= Task goal =
Give back all of the data unchanged. Keep every word as it is.

[Collection entries]
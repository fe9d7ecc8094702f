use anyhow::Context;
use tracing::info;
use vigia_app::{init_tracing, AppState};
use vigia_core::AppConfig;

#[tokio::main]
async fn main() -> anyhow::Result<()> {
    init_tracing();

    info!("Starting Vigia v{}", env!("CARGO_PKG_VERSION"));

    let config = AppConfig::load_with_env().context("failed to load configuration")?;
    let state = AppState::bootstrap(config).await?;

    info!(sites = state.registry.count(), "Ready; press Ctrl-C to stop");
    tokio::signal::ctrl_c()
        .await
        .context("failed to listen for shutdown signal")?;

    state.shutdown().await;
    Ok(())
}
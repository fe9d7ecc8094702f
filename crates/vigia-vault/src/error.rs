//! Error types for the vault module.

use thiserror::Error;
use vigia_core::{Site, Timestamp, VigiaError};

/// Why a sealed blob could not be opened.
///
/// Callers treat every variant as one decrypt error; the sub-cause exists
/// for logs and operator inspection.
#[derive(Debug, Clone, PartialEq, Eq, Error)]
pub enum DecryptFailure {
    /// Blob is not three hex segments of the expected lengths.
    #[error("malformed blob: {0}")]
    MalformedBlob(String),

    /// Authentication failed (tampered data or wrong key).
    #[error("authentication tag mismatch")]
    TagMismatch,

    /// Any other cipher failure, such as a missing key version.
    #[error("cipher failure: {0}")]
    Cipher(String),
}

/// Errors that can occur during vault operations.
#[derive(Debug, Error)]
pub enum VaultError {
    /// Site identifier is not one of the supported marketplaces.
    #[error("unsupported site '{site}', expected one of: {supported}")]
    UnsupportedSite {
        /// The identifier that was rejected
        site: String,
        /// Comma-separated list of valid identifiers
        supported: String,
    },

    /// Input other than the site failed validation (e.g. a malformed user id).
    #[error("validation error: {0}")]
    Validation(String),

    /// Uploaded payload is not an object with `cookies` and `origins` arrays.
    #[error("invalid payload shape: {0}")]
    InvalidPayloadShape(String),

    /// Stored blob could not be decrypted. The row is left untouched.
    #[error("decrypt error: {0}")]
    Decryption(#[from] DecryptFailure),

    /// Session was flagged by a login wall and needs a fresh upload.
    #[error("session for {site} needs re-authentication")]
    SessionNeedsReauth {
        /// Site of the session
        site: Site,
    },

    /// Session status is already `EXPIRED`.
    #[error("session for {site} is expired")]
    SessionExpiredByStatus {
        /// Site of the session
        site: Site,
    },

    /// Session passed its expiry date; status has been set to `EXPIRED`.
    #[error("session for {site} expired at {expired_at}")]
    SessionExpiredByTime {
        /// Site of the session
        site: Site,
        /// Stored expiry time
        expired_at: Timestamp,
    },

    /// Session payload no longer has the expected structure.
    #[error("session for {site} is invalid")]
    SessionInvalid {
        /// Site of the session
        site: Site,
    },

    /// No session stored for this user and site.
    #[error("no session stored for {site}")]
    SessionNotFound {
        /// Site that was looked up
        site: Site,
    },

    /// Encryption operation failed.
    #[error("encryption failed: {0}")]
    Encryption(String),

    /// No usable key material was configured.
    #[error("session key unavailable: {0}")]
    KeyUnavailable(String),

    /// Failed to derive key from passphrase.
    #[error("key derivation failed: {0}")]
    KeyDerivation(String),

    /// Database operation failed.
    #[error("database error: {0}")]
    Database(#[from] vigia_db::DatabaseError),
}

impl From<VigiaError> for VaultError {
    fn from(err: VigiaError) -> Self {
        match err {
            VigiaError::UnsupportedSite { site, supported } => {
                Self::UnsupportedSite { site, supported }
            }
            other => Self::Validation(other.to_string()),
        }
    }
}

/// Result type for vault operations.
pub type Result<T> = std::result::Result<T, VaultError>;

= Expected output =
repository fe9d7ecc8094702f
use anyhow::Context;
use tracing::info;
use vigia_app::{init_tracing, AppState};
use vigia_core::AppConfig;

#[tokio::main]
async fn main() -> anyhow::Result<()> {
    init_tracing();

    info!("Starting Vigia v{}", env!("CARGO_PKG_VERSION"));

    let config = AppConfig::load_with_env().context("failed to load configuration")?;
    let state = AppState::bootstrap(config).await?;

    info!(sites = state.registry.count(), "Ready; press Ctrl-C to stop");
    tokio::signal::ctrl_c()
        .await
        .context("failed to listen for shutdown signal")?;

    state.shutdown().await;
    Ok(())
}
repository fe9d7ecc8094702f
filename crates/vigia-vault/src/error.rs
//! Error types for the vault module.

use thiserror::Error;
use vigia_core::{Site, Timestamp, VigiaError};

/// Why a sealed blob could not be opened.
///
/// Callers treat every variant as one decrypt error; the sub-cause exists
/// for logs and operator inspection.
#[derive(Debug, Clone, PartialEq, Eq, Error)]
pub enum DecryptFailure {
    /// Blob is not three hex segments of the expected lengths.
    #[error("malformed blob: {0}")]
    MalformedBlob(String),

    /// Authentication failed (tampered data or wrong key).
    #[error("authentication tag mismatch")]
    TagMismatch,

    /// Any other cipher failure, such as a missing key version.
    #[error("cipher failure: {0}")]
    Cipher(String),
}

/// Errors that can occur during vault operations.
#[derive(Debug, Error)]
pub enum VaultError {
    /// Site identifier is not one of the supported marketplaces.
    #[error("unsupported site '{site}', expected one of: {supported}")]
    UnsupportedSite {
        /// The identifier that was rejected
        site: String,
        /// Comma-separated list of valid identifiers
        supported: String,
    },

    /// Input other than the site failed validation (e.g. a malformed user id).
    #[error("validation error: {0}")]
    Validation(String),

    /// Uploaded payload is not an object with `cookies` and `origins` arrays.
    #[error("invalid payload shape: {0}")]
    InvalidPayloadShape(String),

    /// Stored blob could not be decrypted. The row is left untouched.
    #[error("decrypt error: {0}")]
    Decryption(#[from] DecryptFailure),

    /// Session was flagged by a login wall and needs a fresh upload.
    #[error("session for {site} needs re-authentication")]
    SessionNeedsReauth {
        /// Site of the session
        site: Site,
    },

    /// Session status is already `EXPIRED`.
    #[error("session for {site} is expired")]
    SessionExpiredByStatus {
        /// Site of the session
        site: Site,
    },

    /// Session passed its expiry date; status has been set to `EXPIRED`.
    #[error("session for {site} expired at {expired_at}")]
    SessionExpiredByTime {
        /// Site of the session
        site: Site,
        /// Stored expiry time
        expired_at: Timestamp,
    },

    /// Session payload no longer has the expected structure.
    #[error("session for {site} is invalid")]
    SessionInvalid {
        /// Site of the session
        site: Site,
    },

    /// No session stored for this user and site.
    #[error("no session stored for {site}")]
    SessionNotFound {
        /// Site that was looked up
        site: Site,
    },

    /// Encryption operation failed.
    #[error("encryption failed: {0}")]
    Encryption(String),

    /// No usable key material was configured.
    #[error("session key unavailable: {0}")]
    KeyUnavailable(String),

    /// Failed to derive key from passphrase.
    #[error("key derivation failed: {0}")]
    KeyDerivation(String),

    /// Database operation failed.
    #[error("database error: {0}")]
    Database(#[from] vigia_db::DatabaseError),
}

impl From<VigiaError> for VaultError {
    fn from(err: VigiaError) -> Self {
        match err {
            VigiaError::UnsupportedSite { site, supported } => {
                Self::UnsupportedSite { site, supported }
            }
            other => Self::Validation(other.to_string()),
        }
    }
}

/// Result type for vault operations.
pub type Result<T> = std::result::Result<T, VaultError>;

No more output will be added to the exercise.